_What to produce_: Restate, word for word, every line of the data.

_Record excerpts_:
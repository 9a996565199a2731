//! Traversal and search over node lists
//!
//! All searches are shallow: they look at one sibling list, never into
//! children. Callers descend explicitly with [`Node::subnode`].

use crate::ast::{siblings, Node, NodeKind};

/// Call `callback` for every node of `kind` in `list`, in order
///
/// Stops at the first `Err` and returns it unchanged; a kind that matches
/// nothing returns `Ok(())` without calling `callback`.
pub fn for_each<'a, E, F>(list: Option<&'a Node>, kind: NodeKind, mut callback: F) -> Result<(), E>
where
    F: FnMut(&'a Node) -> Result<(), E>,
{
    for node in each_kind(list, kind) {
        callback(node)?;
    }
    Ok(())
}

/// Iterate the nodes of `kind` in `list`
pub fn each_kind(list: Option<&Node>, kind: NodeKind) -> impl Iterator<Item = &Node> {
    siblings(list).filter(move |node| node.kind() == kind)
}

/// First node of `list` satisfying `predicate`
pub fn find<'a, P>(list: Option<&'a Node>, mut predicate: P) -> Option<&'a Node>
where
    P: FnMut(&Node) -> bool,
{
    siblings(list).find(|node| predicate(node))
}

/// Resume a search after a previously found node
pub fn find_after<'a, P>(prev: &'a Node, predicate: P) -> Option<&'a Node>
where
    P: FnMut(&Node) -> bool,
{
    find(prev.next(), predicate)
}

pub fn find_kind(list: Option<&Node>, kind: NodeKind) -> Option<&Node> {
    find(list, |node| node.kind() == kind)
}

pub fn find_kind_after(prev: &Node, kind: NodeKind) -> Option<&Node> {
    find_after(prev, |node| node.kind() == kind)
}

/// First top-level node of `kind` whose `Ident` child text equals `ident`
pub fn find_by_kind_and_identifier<'a>(
    root: Option<&'a Node>,
    kind: NodeKind,
    ident: &str,
) -> Option<&'a Node> {
    find(root, |node| {
        node.kind() == kind && node.child_text(NodeKind::Ident) == Some(ident)
    })
}
//! Backend listing

use anyhow::Result;
use glue_compiler::BackendFactory;

pub fn backends_command() -> Result<()> {
    for name in BackendFactory::available_backends() {
        let backend = BackendFactory::create_backend(name)
            .ok_or_else(|| anyhow::anyhow!("backend {} is listed but unavailable", name))?;
        let target = backend.target_info();
        println!(
            "{:<10} {:<12} type {:<12} .{}",
            target.name, target.engine, target.binding_type, target.file_extension
        );
    }
    Ok(())
}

_Written response_:
repository 9a996565199a2731
//! Traversal and search over node lists
//!
//! All searches are shallow: they look at one sibling list, never into
//! children. Callers descend explicitly with [`Node::subnode`].

use crate::ast::{siblings, Node, NodeKind};

/// Call `callback` for every node of `kind` in `list`, in order
///
/// Stops at the first `Err` and returns it unchanged; a kind that matches
/// nothing returns `Ok(())` without calling `callback`.
pub fn for_each<'a, E, F>(list: Option<&'a Node>, kind: NodeKind, mut callback: F) -> Result<(), E>
where
    F: FnMut(&'a Node) -> Result<(), E>,
{
    for node in each_kind(list, kind) {
        callback(node)?;
    }
    Ok(())
}

/// Iterate the nodes of `kind` in `list`
pub fn each_kind(list: Option<&Node>, kind: NodeKind) -> impl Iterator<Item = &Node> {
    siblings(list).filter(move |node| node.kind() == kind)
}

/// First node of `list` satisfying `predicate`
pub fn find<'a, P>(list: Option<&'a Node>, mut predicate: P) -> Option<&'a Node>
where
    P: FnMut(&Node) -> bool,
{
    siblings(list).find(|node| predicate(node))
}

/// Resume a search after a previously found node
pub fn find_after<'a, P>(prev: &'a Node, predicate: P) -> Option<&'a Node>
where
    P: FnMut(&Node) -> bool,
{
    find(prev.next(), predicate)
}

pub fn find_kind(list: Option<&Node>, kind: NodeKind) -> Option<&Node> {
    find(list, |node| node.kind() == kind)
}

pub fn find_kind_after(prev: &Node, kind: NodeKind) -> Option<&Node> {
    find_after(prev, |node| node.kind() == kind)
}

/// First top-level node of `kind` whose `Ident` child text equals `ident`
pub fn find_by_kind_and_identifier<'a>(
    root: Option<&'a Node>,
    kind: NodeKind,
    ident: &str,
) -> Option<&'a Node> {
    find(root, |node| {
        node.kind() == kind && node.child_text(NodeKind::Ident) == Some(ident)
    })
}
//! Backend listing

use anyhow::Result;
use glue_compiler::BackendFactory;

pub fn backends_command() -> Result<()> {
    for name in BackendFactory::available_backends() {
        let backend = BackendFactory::create_backend(name)
            .ok_or_else(|| anyhow::anyhow!("backend {} is listed but unavailable", name))?;
        let target = backend.target_info();
        println!(
            "{:<10} {:<12} type {:<12} .{}",
            target.name, target.engine, target.binding_type, target.file_extension
        );
    }
    Ok(())
}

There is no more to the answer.